**TASK DETAILS**: Your job is to set down the listing again exactly as it stands.
DATASET EXCERPTS section start
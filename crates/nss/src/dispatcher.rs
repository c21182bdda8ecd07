use libc::{c_char, hostent, servent};
use nss_kubernetes_application::ports::EnvironmentReader;
use nss_kubernetes_application::use_cases::{ResolveHostUseCase, ResolveServiceUseCase};
use nss_kubernetes_domain::{AddressFamily, DomainError, LookupConfig};
use nss_kubernetes_infrastructure::abi::{
    write_addrtuple, write_hostent, write_servent, GaihAddrTuple,
};
use std::net::IpAddr;
use std::sync::Arc;
use tracing::debug;

/// The six lookups the module answers, each a pure function of its
/// arguments, the caller's buffer and the environment at call time.
pub struct Dispatcher {
    hosts: ResolveHostUseCase,
    services: ResolveServiceUseCase,
    ttl: i32,
}

impl Dispatcher {
    pub fn new(env: Arc<dyn EnvironmentReader>, config: &LookupConfig) -> Self {
        Self {
            hosts: ResolveHostUseCase::new(Arc::clone(&env)),
            services: ResolveServiceUseCase::new(env),
            ttl: config.ttl,
        }
    }

    pub fn ttl(&self) -> i32 {
        self.ttl
    }

    /// `gethostbyname_r`: any family.
    pub fn host_by_name(
        &self,
        name: &str,
        host: &mut hostent,
        buffer: &mut [u8],
    ) -> Result<(), DomainError> {
        self.host_by_name_family(name, AddressFamily::Unspecified, host, buffer)
            .map(|_| ())
    }

    /// `gethostbyname3_r`: caller-chosen family. Returns the canonical name,
    /// which is `h_name` inside `buffer`.
    pub fn host_by_name_family(
        &self,
        name: &str,
        family: AddressFamily,
        host: &mut hostent,
        buffer: &mut [u8],
    ) -> Result<*mut c_char, DomainError> {
        let record = self.hosts.execute(name, family)?;
        write_hostent(&record, host, buffer)?;
        Ok(host.h_name)
    }

    /// `gethostbyname4_r`: a single `gaih_addrtuple`, written over
    /// `previous` when the caller supplies one.
    pub fn host_tuple_by_name(
        &self,
        name: &str,
        buffer: &mut [u8],
        previous: Option<&mut GaihAddrTuple>,
    ) -> Result<*mut GaihAddrTuple, DomainError> {
        let tuple = self.hosts.execute_tuple(name)?;
        write_addrtuple(&tuple, buffer, previous)
    }

    /// `gethostbyaddr_r`: the variables carry no reverse index.
    pub fn host_by_addr(&self, addr: Option<IpAddr>) -> Result<(), DomainError> {
        debug!(addr = ?addr, "Reverse lookup not supported");
        Err(DomainError::ReverseLookupUnsupported)
    }

    /// `getservbyname_r`: tcp only.
    pub fn service_by_name(
        &self,
        name: &str,
        protocol: Option<&str>,
        serv: &mut servent,
        buffer: &mut [u8],
    ) -> Result<(), DomainError> {
        let record = self.services.execute(name, protocol)?;
        write_servent(&record, serv, buffer)
    }

    /// `getservbyport_r`: there is no port-to-name index either.
    pub fn service_by_port(&self, port: u16, protocol: Option<&str>) -> Result<(), DomainError> {
        debug!(port, protocol = ?protocol, "Service lookup by port not supported");
        Err(DomainError::PortLookupUnsupported)
    }
}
DATASET EXCERPTS section end
**SOLUTION FOR THIS EXERCISE**:
filename crates/nss/src/dispatcher.rs
repository c21182bdda8ecd07
use libc::{c_char, hostent, servent};
use nss_kubernetes_application::ports::EnvironmentReader;
use nss_kubernetes_application::use_cases::{ResolveHostUseCase, ResolveServiceUseCase};
use nss_kubernetes_domain::{AddressFamily, DomainError, LookupConfig};
use nss_kubernetes_infrastructure::abi::{
    write_addrtuple, write_hostent, write_servent, GaihAddrTuple,
};
use std::net::IpAddr;
use std::sync::Arc;
use tracing::debug;

/// The six lookups the module answers, each a pure function of its
/// arguments, the caller's buffer and the environment at call time.
pub struct Dispatcher {
    hosts: ResolveHostUseCase,
    services: ResolveServiceUseCase,
    ttl: i32,
}

impl Dispatcher {
    pub fn new(env: Arc<dyn EnvironmentReader>, config: &LookupConfig) -> Self {
        Self {
            hosts: ResolveHostUseCase::new(Arc::clone(&env)),
            services: ResolveServiceUseCase::new(env),
            ttl: config.ttl,
        }
    }

    pub fn ttl(&self) -> i32 {
        self.ttl
    }

    /// `gethostbyname_r`: any family.
    pub fn host_by_name(
        &self,
        name: &str,
        host: &mut hostent,
        buffer: &mut [u8],
    ) -> Result<(), DomainError> {
        self.host_by_name_family(name, AddressFamily::Unspecified, host, buffer)
            .map(|_| ())
    }

    /// `gethostbyname3_r`: caller-chosen family. Returns the canonical name,
    /// which is `h_name` inside `buffer`.
    pub fn host_by_name_family(
        &self,
        name: &str,
        family: AddressFamily,
        host: &mut hostent,
        buffer: &mut [u8],
    ) -> Result<*mut c_char, DomainError> {
        let record = self.hosts.execute(name, family)?;
        write_hostent(&record, host, buffer)?;
        Ok(host.h_name)
    }

    /// `gethostbyname4_r`: a single `gaih_addrtuple`, written over
    /// `previous` when the caller supplies one.
    pub fn host_tuple_by_name(
        &self,
        name: &str,
        buffer: &mut [u8],
        previous: Option<&mut GaihAddrTuple>,
    ) -> Result<*mut GaihAddrTuple, DomainError> {
        let tuple = self.hosts.execute_tuple(name)?;
        write_addrtuple(&tuple, buffer, previous)
    }

    /// `gethostbyaddr_r`: the variables carry no reverse index.
    pub fn host_by_addr(&self, addr: Option<IpAddr>) -> Result<(), DomainError> {
        debug!(addr = ?addr, "Reverse lookup not supported");
        Err(DomainError::ReverseLookupUnsupported)
    }

    /// `getservbyname_r`: tcp only.
    pub fn service_by_name(
        &self,
        name: &str,
        protocol: Option<&str>,
        serv: &mut servent,
        buffer: &mut [u8],
    ) -> Result<(), DomainError> {
        let record = self.services.execute(name, protocol)?;
        write_servent(&record, serv, buffer)
    }

    /// `getservbyport_r`: there is no port-to-name index either.
    pub fn service_by_port(&self, port: u16, protocol: Option<&str>) -> Result<(), DomainError> {
        debug!(port, protocol = ?protocol, "Service lookup by port not supported");
        Err(DomainError::PortLookupUnsupported)
    }
}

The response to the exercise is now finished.